Studying life forms is an indispensable aspect of learning how to draw well. So teachers present lessons instructing how to draw apples, pears, and human hands. There is more energy in your lines when you draw from life. Your drawing of an apple will always be more lively if you are drawing an apple sitting in a bowl before you then if you are drawing an apple in a photograph. Returning into vogue in art instruction is also the copying of masters. Imitating the styles of great artists is a tremendous benefit as you try to build your drawing skills. You learn a great deal about how other artists use line, and you expand your own use of line beyond your first natural impulses. The drawing models in the wood grain, however, seem to be a different teacher than the life model or the copying of the masters. I cannot quite explain it. Perhaps the grain is such a fascinating model because of the unexpected and mysterious appearance of images among its lines. A wonder attaches to them. In the wood grain, the great designer and artist of the universe is giving us a picture to copy. It is almost as if He is saying, not here is an apple to draw, but here is how you can draw an apple…though I have not yet seen an apple in the wood…just animals and angels and a great biblical tableaux.

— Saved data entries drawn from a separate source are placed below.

//! Slot allocation across runner sets
//!
//! Pure functions from `(runner sets, available capacity)` to per-set slot
//! counts; no I/O and no floating point. Two algorithms are provided:
//!
//! - **Strict priority**: highest priority first, each set takes what fits
//!   in the capacity the sets before it left behind.
//! - **Weighted fair share**: capacity is split proportionally to priority
//!   weights, then leftover capacity is redistributed in priority order.
//!
//! Both honor the same envelope: `min_runners` is a guarantee and wins even
//! over a configured cap or exhausted capacity (the cluster is deliberately
//! over-committed to keep the guarantee), while `configured_max` caps every
//! capacity-derived count. Ties are broken by name for determinism.

use clap::ValueEnum;
use tracing::debug;

use super::resources::RunnerSetResources;

/// Which allocation algorithm the reconciler runs
#[derive(Clone, Copy, Debug, Default, PartialEq, Eq, ValueEnum)]
pub enum AllocatorStrategy {
    /// Highest priority first; each set takes what fits in what remains
    Strict,
    /// Priority-weighted proportional shares with leftover redistribution
    #[default]
    FairShare,
}

impl std::fmt::Display for AllocatorStrategy {
    fn fmt(&self, f: &mut std::fmt::Formatter<'_>) -> std::fmt::Result {
        match self {
            Self::Strict => f.write_str("strict"),
            Self::FairShare => f.write_str("fair-share"),
        }
    }
}

/// Calculated slot count for one runner set
#[derive(Debug, Clone, PartialEq, Eq)]
pub struct Allocation {
    /// Runner set name
    pub name: String,
    /// New `maxRunners` value, before the safety floor
    pub max_runners: i32,
}

/// Allocate slots to every runner set under the given available capacity
///
/// Output order follows `(priority DESC, name ASC)` and is deterministic for
/// identical inputs.
pub fn allocate(
    strategy: AllocatorStrategy,
    sets: &[RunnerSetResources],
    available_cpu_millis: i64,
    available_memory_bytes: i64,
) -> Vec<Allocation> {
    match strategy {
        AllocatorStrategy::Strict => {
            allocate_strict(sets, available_cpu_millis, available_memory_bytes)
        }
        AllocatorStrategy::FairShare => {
            allocate_fair_share(sets, available_cpu_millis, available_memory_bytes)
        }
    }
}

/// How many runners of this spec fit into the given capacity
///
/// Truncating division on the most constrained resource; negative
/// availability behaves as zero, as does a non-positive per-runner cost.
fn fit(rs: &RunnerSetResources, cpu_millis: i64, memory_bytes: i64) -> i64 {
    if rs.cpu_millis <= 0 || rs.memory_bytes <= 0 {
        return 0;
    }
    (cpu_millis / rs.cpu_millis)
        .min(memory_bytes / rs.memory_bytes)
        .max(0)
}

/// Sets ordered by `(priority DESC, name ASC)`
fn sorted_by_priority(sets: &[RunnerSetResources]) -> Vec<&RunnerSetResources> {
    let mut sorted: Vec<&RunnerSetResources> = sets.iter().collect();
    sorted.sort_by(|a, b| b.priority.cmp(&a.priority).then_with(|| a.name.cmp(&b.name)));
    sorted
}

/// Apply the configured cap, then the minimum guarantee
///
/// The cap bounds the capacity-derived count; the minimum is enforced last
/// so a `min_runners` above the cap (or above remaining capacity) still
/// holds.
fn cap_and_floor(rs: &RunnerSetResources, slots: i64) -> i64 {
    let mut slots = slots;
    if rs.configured_max > 0 {
        slots = slots.min(i64::from(rs.configured_max));
    }
    slots.max(i64::from(rs.min_runners))
}

fn clamp_slots(slots: i64) -> i32 {
    slots.min(i64::from(i32::MAX)) as i32
}

/// Strict-priority allocation
///
/// Walks sets in priority order carrying the remaining capacity. The
/// remainder is allowed to go negative (minimums over-commit); later sets
/// then see zero through the clamp in [`fit`].
fn allocate_strict(
    sets: &[RunnerSetResources],
    available_cpu_millis: i64,
    available_memory_bytes: i64,
) -> Vec<Allocation> {
    let mut remaining_cpu = available_cpu_millis;
    let mut remaining_memory = available_memory_bytes;
    let mut allocations = Vec::with_capacity(sets.len());

    debug!(
        available_cpu_millis,
        available_memory_bytes,
        runner_sets = sets.len(),
        "starting strict allocation"
    );

    for rs in sorted_by_priority(sets) {
        let slots = cap_and_floor(rs, fit(rs, remaining_cpu, remaining_memory));

        remaining_cpu -= slots * rs.cpu_millis;
        remaining_memory -= slots * rs.memory_bytes;

        debug!(
            name = %rs.name,
            priority = rs.priority,
            slots,
            remaining_cpu_millis = remaining_cpu,
            remaining_memory_bytes = remaining_memory,
            "allocated runner set"
        );

        allocations.push(Allocation {
            name: rs.name.clone(),
            max_runners: clamp_slots(slots),
        });
    }

    allocations
}

/// Weighted fair share with redistribution
///
/// First pass gives each set `fit` of its proportional capacity share,
/// capped. Second pass raises sets to their minimum guarantee. Third pass
/// hands whatever is left to sets below their cap, in priority order, in a
/// single sweep.
fn allocate_fair_share(
    sets: &[RunnerSetResources],
    available_cpu_millis: i64,
    available_memory_bytes: i64,
) -> Vec<Allocation> {
    let sorted = sorted_by_priority(sets);
    let total_weight: i64 = sorted.iter().map(|rs| weight(rs)).sum();
    if total_weight == 0 {
        return Vec::new();
    }

    debug!(
        available_cpu_millis,
        available_memory_bytes,
        runner_sets = sets.len(),
        total_weight,
        "starting fair-share allocation"
    );

    // First pass: proportional shares, capped. Second pass folded in via
    // cap_and_floor: minimums override both the share and the cap.
    let mut slots_by_set: Vec<(&RunnerSetResources, i64)> = sorted
        .iter()
        .map(|rs| {
            let w = weight(rs);
            // Widened so a large priority times a large cluster cannot wrap
            let cpu_share =
                (i128::from(available_cpu_millis) * i128::from(w) / i128::from(total_weight)) as i64;
            let memory_share = (i128::from(available_memory_bytes) * i128::from(w)
                / i128::from(total_weight)) as i64;
            let slots = cap_and_floor(rs, fit(rs, cpu_share, memory_share));
            debug!(
                name = %rs.name,
                weight = w,
                cpu_share_millis = cpu_share,
                memory_share_bytes = memory_share,
                slots,
                "fair share computed"
            );
            (*rs, slots)
        })
        .collect();

    // Redistribution: a single sweep in priority order over sets that still
    // have headroom under their cap.
    let consumed_cpu: i64 = slots_by_set.iter().map(|(rs, s)| s * rs.cpu_millis).sum();
    let consumed_memory: i64 = slots_by_set
        .iter()
        .map(|(rs, s)| s * rs.memory_bytes)
        .sum();
    let mut remaining_cpu = available_cpu_millis - consumed_cpu;
    let mut remaining_memory = available_memory_bytes - consumed_memory;

    if remaining_cpu > 0 || remaining_memory > 0 {
        for (rs, slots) in &mut slots_by_set {
            let mut addable = fit(rs, remaining_cpu, remaining_memory);
            if rs.configured_max > 0 {
                addable = addable.min((i64::from(rs.configured_max) - *slots).max(0));
            }
            if addable > 0 {
                *slots += addable;
                remaining_cpu -= addable * rs.cpu_millis;
                remaining_memory -= addable * rs.memory_bytes;
                debug!(
                    name = %rs.name,
                    added = addable,
                    slots = *slots,
                    remaining_cpu_millis = remaining_cpu,
                    remaining_memory_bytes = remaining_memory,
                    "redistributed leftover capacity"
                );
            }
        }
    }

    slots_by_set
        .into_iter()
        .map(|(rs, slots)| Allocation {
            name: rs.name.clone(),
            max_runners: clamp_slots(slots),
        })
        .collect()
}

/// Effective fair-share weight: priorities at or below zero weigh 1
fn weight(rs: &RunnerSetResources) -> i64 {
    i64::from(rs.priority.max(1))
}
pub mod cpu;
pub mod gradient;
pub mod layout;
pub mod pipeline;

I think that these hidden pictures are tucked in little places all around our natural world. If we look at the sand carved out by the great winter waves of the lake, if we look at the marble spiraling around the column, if we look into the clouds softly morphing into forms as they drift overhead, they show us figures with contours and shading of great artistic beauty. The artistic eye discovers that even as an object is never just one color, neither is an object just one image. These lovely lines in the wood grain are filled with pictures to copy and draw or simply to serve as a well spring of meditation.



I will put in the wilderness the cedar,

the acacia, the myrtle, and the olive; I will set in the desert the cypress, the plane and the pine together, so that all may see and know, all may consider and understand, that the hand of the Lord has done this, the Holy One of Israel has created it.